I admire my sister the artist. She takes the 10% and smothers it with the 90%. Kills it.
We’re all screwed! Ha, funny little thing to say, or is it your belief? I don’t want this to be the attitude I choose. No matter what happens in November, I will still live my life. Do you really think we’re all gonna die, or that you’ll have to defend your home against marauding (that name again) supporters? C’mon. We’re friends. We love the same country.
I remember not-so-many words from all the countless sermons I have heard in oh-so-many church services over oh-so-many years. Some of those long-remembered words (I was about ten, but sixty-some years later I can still hear Fr. Herbert’s voice) are these:
Two men looked out from prison bars.
One saw mud; the other, stars.
I want to be a life artist. It’s a real job, and it’s about attitude, choosing my own attitude. I choose how I experience my life.
And, oh yes, I vote.
Oh, Bruce, what good advice. God bless you, and Stormy, too!
Thank you Marti, and God bless you too!
Love this so much, I shared it on Face book. You put words together so good, and they make great sense! Your sister is in my thoughts and prayers, knowing the best will be.
P.S. I’ve got some information , through a webinar, from my genealogy program, I use at home. I have only read parts of it, but it actually is making some sense in how I’m looking at my DNA tests.

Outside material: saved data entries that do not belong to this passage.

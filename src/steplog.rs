//! Structured step log
//!
//! Every pipeline stage records what it did as a flat JSON object with
//! `action`, `status` and action-specific extras. The file-backed log
//! appends one object per line to `<dir>/run_YYYYMMDD.jsonl`.
//!
//! Several runs may append to the same day file at once, so each entry is
//! written with one `write_all` on a freshly opened append-mode handle.

use chrono::Local;
use serde_json::{Map, Value};
use std::fs::OpenOptions;
use std::io::Write;
use std::path::{Path, PathBuf};
use std::sync::Mutex;
use tracing::{debug, warn};

/// One step record
#[derive(Debug, Clone, PartialEq)]
pub struct Step {
    pub action: String,
    pub status: String,
    pub extras: Map<String, Value>,
}

impl Step {
    pub fn new(action: impl Into<String>, status: impl Into<String>) -> Self {
        Self {
            action: action.into(),
            status: status.into(),
            extras: Map::new(),
        }
    }

    /// Attach an extra field
    pub fn with(mut self, key: &str, value: impl Into<Value>) -> Self {
        self.extras.insert(key.to_string(), value.into());
        self
    }

    /// Flatten into the on-disk shape (timestamp first)
    pub fn to_entry(&self) -> Value {
        let mut entry = Map::new();
        entry.insert("timestamp".into(), Value::String(Local::now().to_rfc3339()));
        entry.insert("action".into(), Value::String(self.action.clone()));
        entry.insert("status".into(), Value::String(self.status.clone()));
        for (k, v) in &self.extras {
            if k != "timestamp" && k != "action" && k != "status" {
                entry.insert(k.clone(), v.clone());
            }
        }
        Value::Object(entry)
    }
}

/// Sink for step records
pub trait StepRecorder: Send + Sync {
    fn record(&self, step: Step);
}

/// Append-only JSONL log keyed by local date
pub struct JsonlStepLog {
    dir: PathBuf,
}

impl JsonlStepLog {
    pub fn new(dir: impl Into<PathBuf>) -> Self {
        Self { dir: dir.into() }
    }

    pub fn dir(&self) -> &Path {
        &self.dir
    }

    /// Today's log file
    pub fn current_path(&self) -> PathBuf {
        self.dir
            .join(format!("run_{}.jsonl", Local::now().format("%Y%m%d")))
    }

    fn append(&self, entry: &Value) -> std::io::Result<()> {
        std::fs::create_dir_all(&self.dir)?;

        let mut line = serde_json::to_string(entry)?;
        line.push('\n');

        let mut file = OpenOptions::new()
            .create(true)
            .append(true)
            .open(self.current_path())?;
        file.write_all(line.as_bytes())
    }
}

impl StepRecorder for JsonlStepLog {
    fn record(&self, step: Step) {
        let entry = step.to_entry();
        debug!(target: "a11yscan::steps", "{}", entry);
        if let Err(e) = self.append(&entry) {
            warn!("Failed to append step log in {}: {}", self.dir.display(), e);
        }
    }
}

/// In-memory log (tests, `--no-log`)
#[derive(Default)]
pub struct MemoryStepLog {
    steps: Mutex<Vec<Step>>,
}

impl MemoryStepLog {
    pub fn new() -> Self {
        Self::default()
    }

    pub fn steps(&self) -> Vec<Step> {
        self.steps.lock().map(|s| s.clone()).unwrap_or_default()
    }

    /// Steps for one action, in order
    pub fn for_action(&self, action: &str) -> Vec<Step> {
        self.steps()
            .into_iter()
            .filter(|s| s.action == action)
            .collect()
    }

    /// Count of steps matching action and status
    pub fn count(&self, action: &str, status: &str) -> usize {
        self.steps()
            .iter()
            .filter(|s| s.action == action && s.status == status)
            .count()
    }
}

impl StepRecorder for MemoryStepLog {
    fn record(&self, step: Step) {
        debug!(target: "a11yscan::steps", "{} {}", step.action, step.status);
        if let Ok(mut steps) = self.steps.lock() {
            steps.push(step);
        }
    }
}
//! Plain-text summary of a run: one line per order with the month it was finished.

use crate::models::StatusNode;
use camino::{Utf8Path, Utf8PathBuf};
use chrono::{DateTime, TimeZone};
use std::fs;
use std::io;

/// Timestamp prefix of report file names
const REPORT_TIMESTAMP_FORMAT: &str = "%Y-%m-%d_%H-%M-%S";

/// One line per order, `"{YYYY-MM} - {name}"`, sorted. Orders that are not ready
/// have an empty month, so they sort first.
pub fn render(orders: &[StatusNode]) -> String {
    let mut lines: Vec<String> = orders
        .iter()
        .map(|order| {
            format!(
                "{} - {}",
                order.ready_month().unwrap_or_default(),
                order.item_name
            )
        })
        .collect();
    lines.sort();

    lines.iter().map(|line| format!("{}\n", line)).collect()
}

/// `<target_dir>/<YYYY-MM-DD_HH-MM-SS>_<file_name>`
pub fn report_file_path<Tz>(target_dir: &Utf8Path, file_name: &str, now: &DateTime<Tz>) -> Utf8PathBuf
where
    Tz: TimeZone,
    Tz::Offset: std::fmt::Display,
{
    target_dir.join(format!(
        "{}_{}",
        now.format(REPORT_TIMESTAMP_FORMAT),
        file_name
    ))
}

/// Write the rendered report, creating the target directory when needed.
pub fn write_report(path: &Utf8Path, orders: &[StatusNode]) -> io::Result<()> {
    if let Some(parent) = path.parent() {
        fs::create_dir_all(parent)?;
    }
    fs::write(path, render(orders))?;

    tracing::info!("Wrote work report {} ({} orders)", path, orders.len());
    Ok(())
}

#[cfg(test)]
mod tests {
    use super::*;
    use chrono::Utc;
    use tempfile::TempDir;

    fn orders() -> Vec<StatusNode> {
        vec![
            StatusNode::ready("Smith kitchen", "2024-05-03"),
            StatusNode::pending("Jones wardrobe"),
            StatusNode::ready("Brown hallway", "2024-04-28"),
            StatusNode::other("misc"),
        ]
    }

    #[test]
    fn test_render_sorted_lines() {
        assert_eq!(
            render(&orders()),
            " - Jones wardrobe\n - misc\n2024-04 - Brown hallway\n2024-05 - Smith kitchen\n"
        );
    }

    #[test]
    fn test_render_empty() {
        assert_eq!(render(&[]), "");
    }

    #[test]
    fn test_report_file_path() {
        let now = Utc.with_ymd_and_hms(2024, 5, 3, 14, 7, 9).unwrap();
        assert_eq!(
            report_file_path(Utf8Path::new("/done"), "WorkReport.txt", &now),
            Utf8PathBuf::from("/done/2024-05-03_14-07-09_WorkReport.txt")
        );
    }

    #[test]
    fn test_write_report_creates_target() {
        let temp_dir = TempDir::new().unwrap();
        let root = Utf8Path::from_path(temp_dir.path()).unwrap();
        let path = root.join("done").join("report.txt");

        write_report(&path, &orders()).unwrap();

        let content = fs::read_to_string(&path).unwrap();
        assert_eq!(content.lines().count(), 4);
        assert!(content.ends_with("2024-05 - Smith kitchen\n"));
    }
}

Let me know if you’re interested. Sorry to go off subject, but my mind just remembered, you and I had talked about this subject.
Thank you for the kind words and for the prayers. I’ve thought of our intention to get together to go over the DNA-genealogy subject, but never carried through. I’ve been going through the tutorials and trying out the process of connection with DNA relatives. Found a sixth cousin thrice removed who shared some new information on my French line. Not much else though — yet. It’ll still be good to get together when time and inclination coincide. Maybe it will be a better learning session when I can bring more understanding to the party.
I always love to hear what you have to say and i just shake my head in wonder that i am so lucky to be invited into your blog.
Aww, Judi, you say the sweetest things. And I especially appreciate it coming from a life artist such as yourself.
Bruce, you put this so eloquently!!! I enjoy reading your writing. Wish more people thought about living their lives like this….Ron was the 90% type too. My prayers are with your sister.
Thanks, Helen! Looking forward to seeing you in October. The bond we share is one of life’s treasured blessings.
Do you really think we’re all gonna die, or that you’ll have to defend your home against marauding (that name again) supporters? C’mon. We’re friends. We love the same country.
Growing up in the shadow of WWII. I have often wondered if my German relatives thought this in the late 1930s.
Well, I guess that part was a little flippant. Still, I expect they did. Some would have, anyway. Others, I might imagine, took on the increasingly pervasive attitudes of fear, suspicion, and hostility toward their neighbors. I wasn’t there though, and I can’t say how they chose their attitudes in such terrible times.
Probably we are viewing the same reactions today in the USA. Some are appalled. Some want to help. Some are scared. Some threaten to “escape the country” Some search their houses for places to hide their friends. After a lifetime of wondering how it all happened back in the 30s, I’m getting a front row seat. As my father said as we invaded Iraq, “After fighting in WW!!, I never thought I’d live long enough to see America as the aggressor.” Well, I never guessed I’d live long enough to witness this hate and prejudice in a new century. You are right, we have to decide how to react and we have to vote.
Great as usual, Bruce. Thanks for the attitude refresher.